(Beginning of RECORDS PROVIDED)

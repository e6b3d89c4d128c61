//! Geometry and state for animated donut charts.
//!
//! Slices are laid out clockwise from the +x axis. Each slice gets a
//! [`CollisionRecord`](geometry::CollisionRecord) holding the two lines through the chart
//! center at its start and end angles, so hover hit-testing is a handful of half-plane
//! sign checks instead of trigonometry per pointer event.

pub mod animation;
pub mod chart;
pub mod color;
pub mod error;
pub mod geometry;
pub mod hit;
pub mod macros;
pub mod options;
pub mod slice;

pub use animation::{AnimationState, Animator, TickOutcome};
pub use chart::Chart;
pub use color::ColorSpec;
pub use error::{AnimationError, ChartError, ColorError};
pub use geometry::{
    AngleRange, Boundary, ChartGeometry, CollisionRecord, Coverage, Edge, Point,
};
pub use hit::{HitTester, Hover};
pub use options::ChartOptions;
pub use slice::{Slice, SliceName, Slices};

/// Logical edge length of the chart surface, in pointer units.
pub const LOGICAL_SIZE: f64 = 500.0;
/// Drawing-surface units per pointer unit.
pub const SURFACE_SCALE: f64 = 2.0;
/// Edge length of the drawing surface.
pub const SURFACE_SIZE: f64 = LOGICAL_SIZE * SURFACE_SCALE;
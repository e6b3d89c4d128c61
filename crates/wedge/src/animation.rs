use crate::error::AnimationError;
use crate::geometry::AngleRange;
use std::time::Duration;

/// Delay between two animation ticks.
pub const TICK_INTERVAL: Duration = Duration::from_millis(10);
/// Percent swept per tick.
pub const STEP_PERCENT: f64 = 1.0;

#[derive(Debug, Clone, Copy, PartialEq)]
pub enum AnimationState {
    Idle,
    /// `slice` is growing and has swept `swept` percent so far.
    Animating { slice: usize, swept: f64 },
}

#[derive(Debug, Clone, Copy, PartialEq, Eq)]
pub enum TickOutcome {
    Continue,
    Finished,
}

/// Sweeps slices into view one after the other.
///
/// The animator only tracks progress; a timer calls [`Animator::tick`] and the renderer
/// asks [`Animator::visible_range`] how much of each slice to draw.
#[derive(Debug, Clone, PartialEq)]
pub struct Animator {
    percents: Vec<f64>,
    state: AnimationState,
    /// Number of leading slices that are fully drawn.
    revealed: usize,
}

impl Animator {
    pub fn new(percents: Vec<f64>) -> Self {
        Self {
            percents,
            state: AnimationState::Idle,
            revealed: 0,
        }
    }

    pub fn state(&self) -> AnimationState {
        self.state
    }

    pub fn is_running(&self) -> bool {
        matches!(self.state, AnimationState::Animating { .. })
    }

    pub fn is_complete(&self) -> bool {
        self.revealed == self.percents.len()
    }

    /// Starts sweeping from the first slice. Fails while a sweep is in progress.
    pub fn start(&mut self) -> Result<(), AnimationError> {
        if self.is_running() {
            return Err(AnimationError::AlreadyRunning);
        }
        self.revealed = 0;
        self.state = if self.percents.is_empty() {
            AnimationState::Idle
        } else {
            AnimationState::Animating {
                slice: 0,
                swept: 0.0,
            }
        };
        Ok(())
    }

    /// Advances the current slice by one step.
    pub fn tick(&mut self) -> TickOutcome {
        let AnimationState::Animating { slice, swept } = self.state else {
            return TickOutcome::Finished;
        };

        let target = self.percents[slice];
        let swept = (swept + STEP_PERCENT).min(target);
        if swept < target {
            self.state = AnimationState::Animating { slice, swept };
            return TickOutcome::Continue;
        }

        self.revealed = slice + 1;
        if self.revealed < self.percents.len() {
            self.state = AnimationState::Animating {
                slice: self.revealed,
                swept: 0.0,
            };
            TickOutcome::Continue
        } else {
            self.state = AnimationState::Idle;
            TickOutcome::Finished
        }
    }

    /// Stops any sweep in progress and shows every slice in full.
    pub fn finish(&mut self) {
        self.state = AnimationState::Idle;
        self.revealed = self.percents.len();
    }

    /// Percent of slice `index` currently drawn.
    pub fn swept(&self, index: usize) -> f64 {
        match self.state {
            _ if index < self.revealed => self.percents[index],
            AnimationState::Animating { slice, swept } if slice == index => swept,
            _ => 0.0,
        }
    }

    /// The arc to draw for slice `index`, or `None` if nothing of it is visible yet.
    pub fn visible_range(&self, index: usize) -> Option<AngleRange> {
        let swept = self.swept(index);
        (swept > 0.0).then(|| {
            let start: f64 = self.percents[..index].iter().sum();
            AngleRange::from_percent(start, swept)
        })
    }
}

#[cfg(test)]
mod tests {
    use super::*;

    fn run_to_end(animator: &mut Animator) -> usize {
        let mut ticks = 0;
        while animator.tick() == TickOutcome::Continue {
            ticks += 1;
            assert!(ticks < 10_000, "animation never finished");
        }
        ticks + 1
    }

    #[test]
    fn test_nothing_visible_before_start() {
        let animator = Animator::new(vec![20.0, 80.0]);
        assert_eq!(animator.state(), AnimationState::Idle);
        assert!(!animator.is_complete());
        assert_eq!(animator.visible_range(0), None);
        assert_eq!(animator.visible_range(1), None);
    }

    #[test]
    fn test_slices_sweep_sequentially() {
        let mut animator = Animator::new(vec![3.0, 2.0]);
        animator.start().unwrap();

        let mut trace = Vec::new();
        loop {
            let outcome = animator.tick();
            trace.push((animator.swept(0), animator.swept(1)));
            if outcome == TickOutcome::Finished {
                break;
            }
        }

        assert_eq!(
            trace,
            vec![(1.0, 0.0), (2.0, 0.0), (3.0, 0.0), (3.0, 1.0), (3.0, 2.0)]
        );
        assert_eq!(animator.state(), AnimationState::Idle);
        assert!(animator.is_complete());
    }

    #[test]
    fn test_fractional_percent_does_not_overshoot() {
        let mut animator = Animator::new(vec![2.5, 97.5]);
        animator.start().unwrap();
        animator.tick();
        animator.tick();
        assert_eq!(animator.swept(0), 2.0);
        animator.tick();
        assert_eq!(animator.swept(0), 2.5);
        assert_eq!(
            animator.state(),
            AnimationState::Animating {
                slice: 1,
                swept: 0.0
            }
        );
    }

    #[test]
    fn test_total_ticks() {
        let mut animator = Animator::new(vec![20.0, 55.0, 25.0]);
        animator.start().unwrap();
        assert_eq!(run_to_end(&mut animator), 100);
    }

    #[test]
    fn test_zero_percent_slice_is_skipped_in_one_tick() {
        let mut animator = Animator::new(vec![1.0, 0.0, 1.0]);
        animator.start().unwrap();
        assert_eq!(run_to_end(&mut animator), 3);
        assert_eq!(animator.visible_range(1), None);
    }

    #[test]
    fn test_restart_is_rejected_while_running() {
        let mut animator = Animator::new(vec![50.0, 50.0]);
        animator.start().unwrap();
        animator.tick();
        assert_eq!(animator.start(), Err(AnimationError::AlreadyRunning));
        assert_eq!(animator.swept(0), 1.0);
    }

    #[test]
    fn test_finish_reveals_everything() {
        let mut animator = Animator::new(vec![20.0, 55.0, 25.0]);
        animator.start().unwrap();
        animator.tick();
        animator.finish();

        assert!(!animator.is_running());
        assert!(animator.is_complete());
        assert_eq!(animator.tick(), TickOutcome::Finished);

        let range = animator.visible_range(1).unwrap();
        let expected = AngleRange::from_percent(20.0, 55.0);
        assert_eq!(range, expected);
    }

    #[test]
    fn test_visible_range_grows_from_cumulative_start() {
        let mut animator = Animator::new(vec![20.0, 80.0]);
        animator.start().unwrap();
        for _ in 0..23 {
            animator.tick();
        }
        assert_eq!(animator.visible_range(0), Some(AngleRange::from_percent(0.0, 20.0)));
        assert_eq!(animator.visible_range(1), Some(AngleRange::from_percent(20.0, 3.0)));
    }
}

(End of RECORDS PROVIDED)

▸ PROMPT
"enum" is the word to look for; copy every line of the data that has it.

▸ RESULT OF THE EXERCISE
pub enum AnimationState {
pub enum TickOutcome {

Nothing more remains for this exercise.